According to the U.S. Census Bureau, the borough has a total area of 0.6 km2, all land.

The United States Postal ZIP Code is 17372. The local telephone exchange prefix is 528.

==Demographics==

As of the census of 2000, there were 574 people, 186 households, and 129 families residing in the borough. The population density was 2,836.0 /mi2. There were 213 housing units at an average density of 1,052.4 /mi2. The racial makeup of the borough was 94.77% White, 0.35% African American, 1.22% Asian, 3.31% from other races, and 0.35% from two or more races. Hispanic or Latino people of any race were 24.56% of the population.

There were 186 households, out of which 41.4% had children under the age of 18 living with them, 53.8% were married couples living together, 10.2% had a female householder with no husband present, and 30.6% were non-families. 21.5% of all households were made up of individuals, and 9.1% had someone living alone who was 65 years of age or older. The average household size was 2.87 and the average family size was 3.42.

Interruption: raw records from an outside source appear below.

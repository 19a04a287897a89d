//! Streaming types for incremental responses

use crate::types::message::{ChatMessage, Metadata, Role};
use serde::{Deserialize, Serialize};
use serde_json::Value;
use std::collections::BTreeMap;

/// A partial chunk of a streamed response
///
/// Chunks that share a `choice_index` belong to the same logical response.
#[derive(Debug, Clone, PartialEq, Serialize, Deserialize)]
pub struct StreamingChatMessage {
    /// Role, usually only present on the first chunk of a choice
    #[serde(default, skip_serializing_if = "Option::is_none")]
    pub role: Option<Role>,
    /// Text delta
    #[serde(default, skip_serializing_if = "Option::is_none")]
    pub content: Option<String>,
    /// Which completion choice this chunk extends
    pub choice_index: u32,
    /// Model that produced this chunk
    #[serde(default, skip_serializing_if = "Option::is_none")]
    pub model_id: Option<String>,
    /// Raw provider-native payload for this chunk
    #[serde(default, skip_serializing_if = "Option::is_none")]
    pub inner_content: Option<Value>,
    /// Additional metadata (e.g. `finish_reason`)
    #[serde(default, skip_serializing_if = "Option::is_none")]
    pub metadata: Option<Metadata>,
}

impl StreamingChatMessage {
    /// Create an empty chunk for a choice
    pub fn new(choice_index: u32) -> Self {
        Self {
            role: None,
            content: None,
            choice_index,
            model_id: None,
            inner_content: None,
            metadata: None,
        }
    }

    /// Create a text delta for a choice
    pub fn delta(choice_index: u32, text: impl Into<String>) -> Self {
        Self {
            content: Some(text.into()),
            ..Self::new(choice_index)
        }
    }

    /// Set the role
    pub fn with_role(mut self, role: Role) -> Self {
        self.role = Some(role);
        self
    }

    /// Set the producing model
    pub fn with_model_id(mut self, model_id: impl Into<String>) -> Self {
        self.model_id = Some(model_id.into());
        self
    }
}

/// Folds streamed chunks into complete messages, one per choice
///
/// Content is concatenated in arrival order. The first role and model seen
/// for a choice win; metadata entries from later chunks overwrite earlier
/// ones.
#[derive(Debug, Default)]
pub struct StreamAccumulator {
    choices: BTreeMap<u32, PartialMessage>,
}

#[derive(Debug, Default)]
struct PartialMessage {
    role: Option<Role>,
    content: String,
    model_id: Option<String>,
    metadata: Metadata,
}

impl StreamAccumulator {
    /// Create a new accumulator
    pub fn new() -> Self {
        Self::default()
    }

    /// Process one chunk
    pub fn push(&mut self, chunk: StreamingChatMessage) {
        let partial = self.choices.entry(chunk.choice_index).or_default();
        if partial.role.is_none() {
            partial.role = chunk.role;
        }
        if partial.model_id.is_none() {
            partial.model_id = chunk.model_id;
        }
        if let Some(text) = chunk.content {
            partial.content.push_str(&text);
        }
        if let Some(metadata) = chunk.metadata {
            partial.metadata.extend(metadata);
        }
    }

    /// Process every chunk of one stream increment
    pub fn push_all(&mut self, chunks: impl IntoIterator<Item = StreamingChatMessage>) {
        for chunk in chunks {
            self.push(chunk);
        }
    }

    /// Accumulated content for a choice
    pub fn content(&self, choice_index: u32) -> Option<&str> {
        self.choices
            .get(&choice_index)
            .map(|partial| partial.content.as_str())
    }

    /// Complete messages ordered by choice index
    ///
    /// Choices that never reported a role are treated as assistant output.
    pub fn into_messages(self) -> Vec<ChatMessage> {
        self.choices
            .into_iter()
            .map(|(index, partial)| {
                let mut message = ChatMessage::new(partial.role.unwrap_or(Role::Assistant))
                    .with_content(partial.content)
                    .with_choice_index(index);
                message.model_id = partial.model_id;
                if !partial.metadata.is_empty() {
                    message.metadata = Some(partial.metadata);
                }
                message
            })
            .collect()
    }
}
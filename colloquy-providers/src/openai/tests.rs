use super::*;
use crate::error::HttpError;
use crate::http::{HttpClient, ResponseStream};
use bytes::Bytes;
use colloquy_core::{
    AiServiceClient, ChatCompletionClient, ChatHistory, ChatMessage, CompletionOptions, Error,
    ExecutionSettings, InferenceErrorKind, StreamAccumulator,
};
use futures::{stream, StreamExt};
use reqwest::header::HeaderMap;
use serde_json::{json, Value};
use std::io;
use std::sync::atomic::{AtomicBool, Ordering};
use std::sync::{Arc, Mutex};
use std::time::Duration;

/// Sets its flag when the response body it travels with is dropped
struct ReleaseGuard(Arc<AtomicBool>);

impl Drop for ReleaseGuard {
    fn drop(&mut self) {
        self.0.store(true, Ordering::SeqCst);
    }
}

/// Canned transport that records every request
#[derive(Default)]
struct FakeClient {
    response: Option<Value>,
    status: Option<u16>,
    chunks: Mutex<Option<Vec<Result<Bytes, HttpError>>>>,
    hang_after_chunks: bool,
    delay: Option<Duration>,
    released: Arc<AtomicBool>,
    requests: Mutex<Vec<(String, HeaderMap, Value)>>,
}

impl FakeClient {
    fn json(response: Value) -> Self {
        Self {
            response: Some(response),
            ..Default::default()
        }
    }

    fn sse(events: &[&str]) -> Self {
        let chunks = events
            .iter()
            .map(|e| Ok(Bytes::from(e.to_string())))
            .collect();
        Self::chunks(chunks)
    }

    fn chunks(chunks: Vec<Result<Bytes, HttpError>>) -> Self {
        Self {
            chunks: Mutex::new(Some(chunks)),
            ..Default::default()
        }
    }

    fn failing(status: u16) -> Self {
        Self {
            status: Some(status),
            ..Default::default()
        }
    }

    fn last_body(&self) -> Value {
        let requests = self.requests.lock().unwrap();
        requests.last().unwrap().2.clone()
    }

    async fn answer(&self, url: &str, headers: HeaderMap, body: Value) -> Result<(), HttpError> {
        self.requests
            .lock()
            .unwrap()
            .push((url.to_string(), headers, body));
        if let Some(delay) = self.delay {
            tokio::time::sleep(delay).await;
        }
        match self.status {
            Some(status) => Err(HttpError::Status {
                status,
                retry_after: (status == 429).then(|| Duration::from_secs(3)),
                body: format!("{{\"error\":{{\"message\":\"status {}\"}}}}", status),
            }),
            None => Ok(()),
        }
    }
}

#[async_trait::async_trait]
impl HttpClient for FakeClient {
    async fn post(&self, url: &str, headers: HeaderMap, body: Value) -> Result<Value, HttpError> {
        self.answer(url, headers, body).await?;
        Ok(self.response.clone().unwrap_or(Value::Null))
    }

    async fn post_stream(
        &self,
        url: &str,
        headers: HeaderMap,
        body: Value,
    ) -> Result<ResponseStream, HttpError> {
        self.answer(url, headers, body).await?;
        let chunks = self.chunks.lock().unwrap().take().unwrap_or_default();
        let guard = ReleaseGuard(self.released.clone());
        let body = stream::iter(chunks).map(move |chunk| {
            let _held = &guard;
            chunk
        });
        if self.hang_after_chunks {
            Ok(Box::pin(body.chain(stream::pending())))
        } else {
            Ok(Box::pin(body))
        }
    }
}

In the borough the population was spread out, with 28.9% under the age of 18, 9.6% from 18 to 24, 30.5% from 25 to 44, 16.0% from 45 to 64, and 15.0% who were 65 years of age or older. The median age was 30 years. For every 100 females there were 103.5 males. For every 100 females age 18 and over, there were 102.0 males.

The median income for a household in the borough was $41,250, and the median income for a family was $41,071. Males had a median income of $28,173 versus $24,583 for females. The per capita income for the borough was $14,379. About 9.5% of families and 11.0% of the population were below the poverty line, including 14.0% of those under age 18 and 20.0% of those age 65 or over.

Historical population
| Census | Pop. | Note | %± |
| 1850 | 356 |  | — |
| 1870 | 356 |  | — |
| 1880 | 378 |  | 6.2% |
| 1890 | 340 |  | −10.1% |
| 1900 | 352 |  | 3.5% |
| 1910 | 209 |  | −40.6% |
| 1920 | 287 |  | 37.3% |
| 1930 | 318 |  | 10.8% |
| 1940 | 357 |  | 12.3% |
| 1950 | 413 |  | 15.7% |
| 1960 | 384 |  | −7.0% |
| 1970 | 467 |  | 21.6% |
| 1980 | 556 |  | 19.1% |
| 1990 | 547 |  | −1.6% |
| 2000 | 574 |  | 4.9% |
| 2010 | 833 |  | 45.1% |
| 2020 | 683 |  | −18.0% |
Sources:

==Education==
It is in the Bermudian Springs School District.